Его привели в одну из комнат, носившую вполне официальный, канцелярский характер добропорядочного присутственного места и предложили четвертушку почтовой бумаги, объявив об известном уже читателю дозволении написать письмо.

"Бога ради, не убивайся, не падай духом, - писал Бероев. - Я арестован по какому-то подозрению, но - ты знаешь меня хорошо, - стало быть, знаешь, что я невинен. Я убежден, что это разъяснится очень скоро, у меня еще есть слишком много терпения и мужества, чтобы доказать свою правоту! Только повторяю - не теряй надежды и мужества ты, моя добрая и несчастная Юлия. Надеюсь скоро видеться с тобою, я добьюсь правды в твоем деле во что бы то ни стало. Напиши к родным в Москву, чтобы приехали и пока на время взяли к себе детей; они теперь с Грушей; все необходимое у них есть: я оставил деньги. Милая моя! Потерпи бога ради поспокойнее еще некоторое время, и верь, как я верую, что скоро кончатся все наши беды. Прощай, благословляю тебя заочно и крепко-крепко целую. Жди же меня и не горюй; да помни, что твое здоровье, твоя жизнь нужны еще для наших детей".

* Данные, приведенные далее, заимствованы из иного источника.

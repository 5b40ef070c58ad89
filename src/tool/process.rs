/*!
 * Subprocess runner for the external tool.
 *
 * Each run gets its own temporary working directory, removed on every exit
 * path. Stdin is fed from a separate task while stdout and stderr are drained
 * concurrently, so large outputs never dead-lock on a full pipe.
 *
 * Lifecycle of a child:
 *
 * ```text
 * Running --timeout--> Terminating --grace elapsed--> Killed --> Exited
 *    |                      |
 *    +------exit------------+--------exit-----------------------> Exited
 * ```
 */

use async_trait::async_trait;
use log::{debug, warn};
use std::io::ErrorKind;
use std::process::{ExitStatus, Stdio};
use std::time::{Duration, Instant};
use tokio::io::{AsyncRead, AsyncReadExt, AsyncWriteExt};
use tokio::process::{Child, Command};
use tokio::task::JoinHandle;

use super::{ProcessResult, ToolInvocation, ToolRunner};
use crate::errors::RunnerError;

/// Default delay between the graceful and the forced termination signal
pub const DEFAULT_KILL_GRACE: Duration = Duration::from_secs(5);

/// How long to wait for output pipes to close once the child is gone
const PIPE_DRAIN_TIMEOUT: Duration = Duration::from_secs(2);

/// Output beyond this many bytes per stream is discarded
const MAX_STREAM_BYTES: usize = 8 * 1024 * 1024;

/// Placeholder replaced by the per-run working directory
pub const WORKDIR_PLACEHOLDER: &str = "{workdir}";

#[derive(Debug)]
enum ProcessState {
    Running,
    Terminating,
    Killed,
    Exited(ExitStatus),
}

/// Runs the external tool as a child process
#[derive(Debug, Clone)]
pub struct ProcessRunner {
    kill_grace: Duration,
}

impl ProcessRunner {
    pub fn new(kill_grace: Duration) -> Self {
        Self { kill_grace }
    }

    /// Drive the child through the lifecycle until it has exited and been reaped
    async fn supervise(
        &self,
        child: &mut Child,
        invocation: &ToolInvocation,
        deadline: tokio::time::Instant,
    ) -> Result<(ExitStatus, bool), RunnerError> {
        let mut state = ProcessState::Running;
        let mut timed_out = false;

        loop {
            state = match state {
                ProcessState::Running => {
                    match tokio::time::timeout_at(deadline, child.wait()).await {
                        Ok(status) => ProcessState::Exited(status.map_err(|e| io_error(invocation, e))?),
                        Err(_) => {
                            timed_out = true;
                            warn!(
                                "`{}` exceeded {:?}, sending termination signal",
                                invocation.program, invocation.timeout
                            );
                            send_terminate(child).await;
                            ProcessState::Terminating
                        }
                    }
                }
                ProcessState::Terminating => {
                    match tokio::time::timeout(self.kill_grace, child.wait()).await {
                        Ok(status) => ProcessState::Exited(status.map_err(|e| io_error(invocation, e))?),
                        Err(_) => {
                            warn!(
                                "`{}` still running {:?} after termination signal, killing",
                                invocation.program, self.kill_grace
                            );
                            if let Err(e) = child.start_kill() {
                                debug!("Kill signal failed: {}", e);
                            }
                            ProcessState::Killed
                        }
                    }
                }
                ProcessState::Killed => {
                    ProcessState::Exited(child.wait().await.map_err(|e| io_error(invocation, e))?)
                }
                ProcessState::Exited(status) => return Ok((status, timed_out)),
            };
        }
    }
}

impl Default for ProcessRunner {
    fn default() -> Self {
        Self::new(DEFAULT_KILL_GRACE)
    }
}

#[async_trait]
impl ToolRunner for ProcessRunner {
    async fn run(&self, invocation: ToolInvocation) -> Result<ProcessResult, RunnerError> {
        // Dropping the guard removes the directory, whichever way we leave
        let workdir = tempfile::Builder::new()
            .prefix("fragtrans-")
            .tempdir()
            .map_err(|e| RunnerError::WorkDir(e.to_string()))?;
        let workdir_path = workdir.path().to_string_lossy().to_string();

        let args: Vec<String> = invocation
            .args
            .iter()
            .map(|arg| arg.replace(WORKDIR_PLACEHOLDER, &workdir_path))
            .collect();

        let mut command = Command::new(&invocation.program);
        command
            .args(&args)
            .current_dir(workdir.path())
            .stdin(if invocation.stdin.is_some() { Stdio::piped() } else { Stdio::null() })
            .stdout(Stdio::piped())
            .stderr(Stdio::piped())
            .kill_on_drop(true);

        let started = Instant::now();
        let deadline = tokio::time::Instant::now() + invocation.timeout;
        let mut child = command.spawn().map_err(|e| spawn_error(&invocation.program, e))?;
        let pid = child.id();
        debug!(
            "Spawned {:?} `{}` (pid {:?}) in {}",
            invocation.kind,
            invocation.program,
            pid,
            workdir_path
        );

        let writer = match (invocation.stdin.clone(), child.stdin.take()) {
            (Some(input), Some(mut stdin)) => Some(tokio::spawn(async move {
                if let Err(e) = stdin.write_all(input.as_bytes()).await {
                    // The child may exit without reading its input
                    debug!("Writing stdin failed: {}", e);
                }
                let _ = stdin.shutdown().await;
            })),
            _ => None,
        };
        let stdout_reader = spawn_reader(child.stdout.take());
        let stderr_reader = spawn_reader(child.stderr.take());

        let (status, timed_out) = self.supervise(&mut child, &invocation, deadline).await?;

        if let Some(writer) = writer {
            writer.abort();
        }
        let stdout_text = collect_output(stdout_reader).await;
        let stderr_text = collect_output(stderr_reader).await;
        let duration = started.elapsed();

        debug!(
            "`{}` finished in {:?} (status {:?}, timed out: {})",
            invocation.program, duration, status, timed_out
        );

        if let Err(e) = workdir.close() {
            warn!("Failed to remove working directory {}: {}", workdir_path, e);
        }

        Ok(ProcessResult {
            exit_code: status.code(),
            stdout_text,
            stderr_text,
            timed_out,
            duration,
            pid,
        })
    }
}

/// Ask the child to stop; falls back to a forced kill where signals are unavailable
async fn send_terminate(child: &mut Child) {
    #[cfg(unix)]
    {
        if let Some(pid) = child.id() {
            let sent = Command::new("kill")
                .args(["-TERM", &pid.to_string()])
                .stdin(Stdio::null())
                .stdout(Stdio::null())
                .stderr(Stdio::null())
                .status()
                .await;
            match sent {
                Ok(status) if status.success() => return,
                Ok(status) => debug!("kill -TERM {} returned {}", pid, status),
                Err(e) => debug!("kill -TERM {} failed: {}", pid, e),
            }
        }
    }

    if let Err(e) = child.start_kill() {
        debug!("Kill signal failed: {}", e);
    }
}

fn spawn_reader<R>(handle: Option<R>) -> JoinHandle<Vec<u8>>
where
    R: AsyncRead + Unpin + Send + 'static,
{
    tokio::spawn(async move {
        let mut collected = Vec::new();
        let Some(mut handle) = handle else {
            return collected;
        };
        let mut chunk = [0u8; 8192];
        loop {
            match handle.read(&mut chunk).await {
                Ok(0) => break,
                Ok(n) => {
                    let room = MAX_STREAM_BYTES.saturating_sub(collected.len());
                    collected.extend_from_slice(&chunk[..n.min(room)]);
                }
                Err(e) => {
                    debug!("Reading child output failed: {}", e);
                    break;
                }
            }
        }
        collected
    })
}

/// Wait briefly for a reader; a grandchild may still hold the pipe open
async fn collect_output(mut reader: JoinHandle<Vec<u8>>) -> String {
    match tokio::time::timeout(PIPE_DRAIN_TIMEOUT, &mut reader).await {
        Ok(Ok(bytes)) => String::from_utf8_lossy(&bytes).into_owned(),
        Ok(Err(e)) => {
            debug!("Output reader failed: {}", e);
            String::new()
        }
        Err(_) => {
            warn!("Output pipe still open {:?} after exit, abandoning it", PIPE_DRAIN_TIMEOUT);
            reader.abort();
            String::new()
        }
    }
}

fn spawn_error(program: &str, error: std::io::Error) -> RunnerError {
    if error.kind() == ErrorKind::NotFound {
        RunnerError::NotFound { program: program.to_string() }
    } else {
        RunnerError::Spawn {
            program: program.to_string(),
            message: error.to_string(),
        }
    }
}

fn io_error(invocation: &ToolInvocation, error: std::io::Error) -> RunnerError {
    RunnerError::Io {
        program: invocation.program.clone(),
        message: error.to_string(),
    }
}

Бероев писал все эти утешения для того, чтобы хоть сколько-нибудь смягчить тот удар, который нанесет жене известие об его аресте, чтобы хоть немного придать ей бодрости, но сам далеко не был убежден в своих словах: бог весть, еще скоро ли кончится его дело, да и как еще оно кончится! И потому, чем спокойнее был смысл его фраз, чем больше он старался ободрить ее, представляя все дело одним только легким недоразумением, тем тяжелее и больней хватало его за душу чувство тоскливой, безнадежной безысходности. Он знал, что все-таки жена его иссохнет, истает от тщетного ожидания и неизвестности; но хотел, чтобы эта неизбежная судьба пришла к ней как можно позднее, хотел во что бы то ни стало замедлить, отдалить ее.